I am aware this sentence is broken but I don’t wanna spend the time
I find the world to be crawling with interesting things to learn about. From electric plugs, to coffee, to how computers work, etc. It always drives me insane that the average person doesn’t seem to be remotely interested in learning much about how and why the world works…
Didn’t know it could be an ADHD thing though.
electric plugs
I thought that I was the only one… But it makes sense that other ADHD folks would too. Have a favorite plug? Mine’s the CEE 7/4 (Schuko). It just has a lovely symmetry and thoughtful, safety-conscious design.
The UK plug seems to be the best engineered one, I’m partial to the French one, along the Schuko.
Hey I think I should get tested or something. I’ll make a phone call… Eventually
I prefer the term “renaissance man”.
A human being should be able to change a diaper, plan an invasion, butcher a hog, conn a ship, design a building, write a sonnet, balance accounts, build a wall, set a bone, comfort the dying, take orders, give orders, cooperate, act alone, solve equations, analyze a new problem, pitch manure, program a computer, cook a tasty meal, fight efficiently, die gallantly. Specialization is for insects.
-Robert A. Heinlein
My ADHD interests: intensely researching a topic that has no prospect of financial reward and wanting to talk about it to people who don’t care
Not OP, but TTRPGs. Started after I finished BG3, and talked my friends into playing DnD, with me as a DM. Knew literally nothing, and hyperfocused for months learning as much as I could.
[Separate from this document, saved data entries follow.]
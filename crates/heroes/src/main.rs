use anyhow::Result;
use clap::Parser;
use listenfd::ListenFd;
use tokio::{net::TcpListener, signal};
use tracing_subscriber::{layer::SubscriberExt, util::SubscriberInitExt};

use heroes::{app::create_app, config::Config, state::AppState};

/// Heroes - CRUD microservice for heroes backed by DynamoDB
#[derive(Parser, Debug)]
#[command(name = "heroes")]
#[command(version, about, long_about = None)]
struct Cli {
    /// Host address to bind the server to
    #[arg(long, short = 'H', default_value = "0.0.0.0", env = "HOST")]
    host: String,

    /// Port to listen on
    #[arg(long, short, default_value = "3000", env = "PORT")]
    port: u16,
}

#[tokio::main]
async fn main() -> Result<()> {
    let cli = Cli::parse();

    // Initialize tracing subscriber
    tracing_subscriber::registry()
        .with(
            tracing_subscriber::EnvFilter::try_from_default_env()
                .unwrap_or_else(|_| "heroes=debug,tower_http=debug".into()),
        )
        .with(tracing_subscriber::fmt::layer())
        .init();

    let config = Config::from_env();

    // Connects to the table store and creates the table if needed
    let state = AppState::from_config(&config).await;

    // Build the application router
    let app = create_app(state, config.request_timeout());

    // Auto-reload support via listenfd
    let mut listenfd = ListenFd::from_env();
    let listener = match listenfd.take_tcp_listener(0)? {
        // If we are given a tcp listener on listen fd 0, use that one
        Some(listener) => {
            listener.set_nonblocking(true)?;
            TcpListener::from_std(listener)?
        }
        // Otherwise fall back to CLI-specified host:port
        None => {
            let addr = format!("{}:{}", cli.host, cli.port);
            TcpListener::bind(&addr).await?
        }
    };

    tracing::info!("listening on {}", listener.local_addr()?);

    // Run the server with graceful shutdown
    axum::serve(listener, app)
        .with_graceful_shutdown(shutdown_signal())
        .await?;

    tracing::info!("Server stopped");
    Ok(())
}

/// Wait for shutdown signals (Ctrl+C or SIGTERM).
async fn shutdown_signal() {
    let ctrl_c = async {
        signal::ctrl_c()
            .await
            .expect("failed to install Ctrl+C handler");
    };

    #[cfg(unix)]
    let terminate = async {
        signal::unix::signal(signal::unix::SignalKind::terminate())
            .expect("failed to install signal handler")
            .recv()
            .await;
    };

    #[cfg(not(unix))]
    let terminate = std::future::pending::<()>();

    tokio::select! {
        _ = ctrl_c => {
            tracing::info!("Received Ctrl+C, shutting down...");
        }
        _ = terminate => {
            tracing::info!("Received SIGTERM, shutting down...");
        }
    }
}
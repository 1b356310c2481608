//! Application state.
//!
//! This module defines the shared application state that is passed to all
//! request handlers. Storage is reached through a repository trait object so
//! the backend is chosen once, at startup.

use std::sync::Arc;

use heroes_core::storage::HeroRepository;

use crate::config::Config;
use crate::service::HeroService;

/// Shared application state.
///
/// Cloned for each request handler. Holds no mutable state of its own; the
/// table store is the only shared resource.
#[derive(Clone)]
pub struct AppState {
    /// Hero operations over the configured repository.
    pub heroes: HeroService,
}

impl AppState {
    /// Creates a new AppState over the given repository.
    pub fn new(repo: Arc<dyn HeroRepository>) -> Self {
        Self {
            heroes: HeroService::new(repo),
        }
    }

    /// Builds the state for the storage backend selected at compile time.
    #[cfg(feature = "dynamodb")]
    pub async fn from_config(config: &Config) -> Self {
        use crate::storage::DynamoDbRepository;

        tracing::info!(
            region = %config.dynamodb.region,
            endpoint = ?config.dynamodb.endpoint_url,
            table = %config.dynamodb.table_name,
            "Using DynamoDB storage"
        );

        let repo = DynamoDbRepository::connect(&config.dynamodb).await;
        Self::new(Arc::new(repo))
    }

    /// Builds the state for the storage backend selected at compile time.
    #[cfg(feature = "inmemory")]
    pub async fn from_config(_config: &Config) -> Self {
        use crate::storage::InMemoryRepository;

        tracing::info!("Using in-memory storage");

        Self::new(Arc::new(InMemoryRepository::new()))
    }
}
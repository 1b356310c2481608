mod error;
mod operations;
mod requests;
mod types;

pub use error::HeroError;
pub use operations::{
    validate_hero_request, NAME_MAX_LEN, NAME_MIN_LEN, UNIVERSE_MAX_LEN, UNIVERSE_MIN_LEN,
};
pub use requests::HeroRequest;
pub use types::Hero;
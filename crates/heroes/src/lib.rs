//! Heroes: a CRUD microservice for heroes backed by a key-value table store.
//!
//! The HTTP adapter ([`handlers`]) validates requests and maps absence to
//! 404s, the [`service`] assigns identifiers, and [`storage`] talks to the
//! table store.

pub mod app;
pub mod config;
pub mod handlers;
pub mod service;
pub mod state;
pub mod storage;
//! DynamoDB storage backend implementation.
//!
//! This module provides a DynamoDB-based implementation of [`HeroRepository`]
//! using `aws-sdk-dynamodb`.
//!
//! [`HeroRepository`]: heroes_core::storage::HeroRepository

mod conversions;
mod error;
mod keys;
mod repository;

pub use repository::DynamoDbRepository;
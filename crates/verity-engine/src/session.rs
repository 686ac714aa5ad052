use std::path::PathBuf;
use std::sync::{Arc, Mutex, MutexGuard};
use std::thread;

use anyhow::anyhow;
use serde_json::Value;
use verity_contracts::analysis::AnalysisPrompt;
use verity_contracts::events::{new_session_id, EventLog, EventPayload};
use verity_contracts::report::parse_report;
use verity_contracts::session::SessionState;

use crate::ingest::{ingest_file, load_bundled_sample, SAMPLE_REPORT};
use crate::AnalysisProvider;

struct SessionSlot {
    generation: u64,
    state: SessionState,
}

/// Owns the session state machine and sequences ingestion, analysis, and
/// parsing on worker threads so the interactive surface never blocks.
///
/// Every operation captures a generation token when it starts; a completion
/// is applied only while its token is still current, so a newer upload
/// supersedes anything in flight and stale results are discarded rather than
/// applied. Single writer discipline: all transitions go through the one
/// mutex-guarded slot, and readers get cloned snapshots.
pub struct SessionController {
    session_id: String,
    slot: Arc<Mutex<SessionSlot>>,
    provider: Arc<dyn AnalysisProvider>,
    prompt: AnalysisPrompt,
    events: Option<EventLog>,
    workers: Mutex<Vec<thread::JoinHandle<()>>>,
}

impl SessionController {
    pub fn new(provider: Arc<dyn AnalysisProvider>) -> Self {
        Self {
            session_id: new_session_id(),
            slot: Arc::new(Mutex::new(SessionSlot {
                generation: 0,
                state: SessionState::Idle,
            })),
            provider,
            prompt: AnalysisPrompt::default(),
            events: None,
            workers: Mutex::new(Vec::new()),
        }
    }

    /// The default way a session begins: construct, then immediately enter
    /// the bootstrap path with no user action.
    pub fn start(provider: Arc<dyn AnalysisProvider>) -> Self {
        let controller = Self::new(provider);
        controller.bootstrap();
        controller
    }

    pub fn with_prompt(mut self, prompt: AnalysisPrompt) -> Self {
        self.prompt = prompt;
        self
    }

    /// Installs an append-only JSONL lifecycle log. Without one, the
    /// controller writes nothing anywhere.
    pub fn with_event_log(mut self, path: impl Into<PathBuf>) -> Self {
        let log = EventLog::new(path, self.session_id.clone());
        let _ = log.emit("session_started", EventPayload::new());
        self.events = Some(log);
        self
    }

    pub fn session_id(&self) -> &str {
        &self.session_id
    }

    pub fn snapshot(&self) -> SessionState {
        lock(&self.slot).state.clone()
    }

    /// Enters the no-network default state: the bundled sample image and its
    /// fixed report are fed straight to the parser. The analysis provider is
    /// never consulted on this path.
    pub fn bootstrap(&self) {
        let generation = {
            let mut guard = lock(&self.slot);
            guard.generation += 1;
            guard.state = SessionState::Bootstrapping;
            guard.generation
        };
        self.emit("bootstrap_started", EventPayload::new());

        let slot = Arc::clone(&self.slot);
        let events = self.events.clone();
        self.spawn("verity-bootstrap", generation, move || {
            let next = match load_bundled_sample() {
                Ok(image) => SessionState::Ready {
                    image,
                    blocks: parse_report(SAMPLE_REPORT),
                },
                Err(err) => SessionState::Failed {
                    image: None,
                    message: err.user_message().to_string(),
                },
            };
            apply_if_current(&slot, events.as_ref(), generation, "bootstrap_settled", next);
        });
    }

    /// Accepts an upload from any state, superseding whatever is in flight.
    /// Ingest failures keep the prior image; analysis failures keep the
    /// failed image so a retry needs no re-upload.
    pub fn request_upload(&self, path: impl Into<PathBuf>) {
        let path = path.into();
        let (generation, prior_image) = {
            let mut guard = lock(&self.slot);
            guard.generation += 1;
            (guard.generation, guard.state.image().cloned())
        };
        let mut payload = EventPayload::new();
        payload.insert(
            "path".to_string(),
            Value::String(path.display().to_string()),
        );
        self.emit("upload_accepted", payload);

        let slot = Arc::clone(&self.slot);
        let events = self.events.clone();
        let provider = Arc::clone(&self.provider);
        let prompt = self.prompt.clone();
        self.spawn("verity-upload", generation, move || {
            let image = match ingest_file(&path) {
                Ok(image) => image,
                Err(err) => {
                    apply_if_current(
                        &slot,
                        events.as_ref(),
                        generation,
                        "ingest_failed",
                        SessionState::Failed {
                            image: prior_image,
                            message: err.user_message().to_string(),
                        },
                    );
                    return;
                }
            };

            let analyzing = SessionState::Analyzing {
                image: image.clone(),
            };
            if !apply_if_current(&slot, events.as_ref(), generation, "analysis_started", analyzing)
            {
                return;
            }

            let next = match provider.analyze(&image, &prompt) {
                Ok(report) => SessionState::Ready {
                    blocks: parse_report(report.as_str()),
                    image,
                },
                Err(err) => SessionState::Failed {
                    image: Some(image),
                    message: err.user_message(),
                },
            };
            apply_if_current(&slot, events.as_ref(), generation, "analysis_settled", next);
        });
    }

    /// Joins every outstanding worker. Completions that were superseded have
    /// already been discarded by then; this only drains the threads.
    pub fn shutdown(&self) -> anyhow::Result<()> {
        let handles: Vec<thread::JoinHandle<()>> = lock(&self.workers).drain(..).collect();
        for handle in handles {
            handle
                .join()
                .map_err(|_| anyhow!("session worker panicked"))?;
        }
        Ok(())
    }

    fn spawn(&self, name: &str, generation: u64, job: impl FnOnce() + Send + 'static) {
        let spawned = thread::Builder::new().name(name.to_string()).spawn(job);
        match spawned {
            Ok(handle) => {
                let mut workers = lock(&self.workers);
                workers.retain(|worker| !worker.is_finished());
                workers.push(handle);
            }
            Err(err) => {
                let prior_image = lock(&self.slot).state.image().cloned();
                apply_if_current(
                    &self.slot,
                    self.events.as_ref(),
                    generation,
                    "worker_spawn_failed",
                    SessionState::Failed {
                        image: prior_image,
                        message: format!("Failed to start background work: {err}"),
                    },
                );
            }
        }
    }

    fn emit(&self, event_type: &str, payload: EventPayload) {
        if let Some(log) = self.events.as_ref() {
            let _ = log.emit(event_type, payload);
        }
    }
}

fn apply_if_current(
    slot: &Mutex<SessionSlot>,
    events: Option<&EventLog>,
    generation: u64,
    event_type: &str,
    next: SessionState,
) -> bool {
    let applied = {
        let mut guard = lock(slot);
        if guard.generation == generation {
            guard.state = next.clone();
            true
        } else {
            false
        }
    };
    if let Some(log) = events {
        let event_type = if applied {
            event_type
        } else {
            "stale_result_discarded"
        };
        let _ = log.emit(event_type, state_payload(&next));
    }
    applied
}

fn state_payload(state: &SessionState) -> EventPayload {
    let mut payload = EventPayload::new();
    payload.insert(
        "phase".to_string(),
        Value::String(state.phase().to_string()),
    );
    if let Some(image) = state.image() {
        payload.insert(
            "image_sha256".to_string(),
            Value::String(image.sha256.clone()),
        );
    }
    if let SessionState::Failed { message, .. } = state {
        payload.insert("message".to_string(), Value::String(message.clone()));
    }
    payload
}

fn lock<T>(mutex: &Mutex<T>) -> MutexGuard<'_, T> {
    match mutex.lock() {
        Ok(guard) => guard,
        Err(poisoned) => poisoned.into_inner(),
    }
}
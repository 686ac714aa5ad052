use serde::{Deserialize, Serialize};

/// Uploads above this byte count are rejected before encoding.
pub const MAX_IMAGE_BYTES: u64 = 20 * 1024 * 1024;

pub const ALLOWED_MIME_TYPES: [&str; 4] = ["image/jpeg", "image/jpg", "image/png", "image/webp"];

pub fn is_allowed_mime(mime_type: &str) -> bool {
    let normalized = mime_type.trim().to_ascii_lowercase();
    normalized.starts_with("image/")
        && ALLOWED_MIME_TYPES
            .iter()
            .any(|allowed| *allowed == normalized)
}

/// A validated upload in transportable form.
///
/// The `data_url` is self-describing (`data:<mime>;base64,<payload>`): it can
/// be handed to a renderer for preview as-is, and the raw payload can be
/// pulled back out for transmission. Replaced wholesale on each new upload,
/// never mutated.
#[derive(Debug, Clone, PartialEq, Serialize, Deserialize)]
pub struct EncodedImage {
    pub mime_type: String,
    pub byte_len: u64,
    pub sha256: String,
    pub width: u32,
    pub height: u32,
    pub data_url: String,
}

impl EncodedImage {
    /// The base64 payload after the `base64,` delimiter, if the encoded form
    /// carries one.
    pub fn payload_base64(&self) -> Option<&str> {
        let (_, payload) = self.data_url.split_once("base64,")?;
        if payload.is_empty() {
            return None;
        }
        Some(payload)
    }
}

#[derive(Debug, Clone, PartialEq)]
pub enum IngestError {
    InvalidType(String),
    TooLarge(u64),
    Read(String),
    SampleUnavailable(String),
}

impl IngestError {
    /// Stable copy surfaced to the person who triggered the upload.
    pub fn user_message(&self) -> &'static str {
        match self {
            IngestError::InvalidType(_) => "Please upload a valid image file",
            IngestError::TooLarge(_) => "Image size should be less than 20MB",
            IngestError::Read(_) => "Failed to read the image file. Please try again.",
            IngestError::SampleUnavailable(_) => "Failed to load default image",
        }
    }
}

impl std::fmt::Display for IngestError {
    fn fmt(&self, f: &mut std::fmt::Formatter<'_>) -> std::fmt::Result {
        match self {
            IngestError::InvalidType(declared) => {
                write!(f, "unsupported image type '{declared}'")
            }
            IngestError::TooLarge(byte_len) => {
                write!(f, "image is {byte_len} bytes; limit is {MAX_IMAGE_BYTES}")
            }
            IngestError::Read(detail) => write!(f, "image read failed: {detail}"),
            IngestError::SampleUnavailable(detail) => {
                write!(f, "bundled sample unavailable: {detail}")
            }
        }
    }
}

impl std::error::Error for IngestError {}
I’ve prepared a 70 page document for my players detailing every one of my 6 homebrew classes, 20 subclasses, 15 origins (races don’t make sense in the setting), and some lore about our ASOIAF campaign (I could keep going for hours about all I’ve homebrewed).
We’re all ready and rearing to go and I’m kind of… Already over it. I’m homebrewing vampire bloodlines ala dragonborn lineages and wild magic radiation and mutation systems on the side but those don’t make sense in this setting, and it hurts.
Edit: the worst thing is, I do have people that would be interested in those homebrews, but they’re my players and I don’t want to spoil them!
I think what bothers me most is having no one to talk about things with. Like, I just made this cool thing! Someone ask me about it!!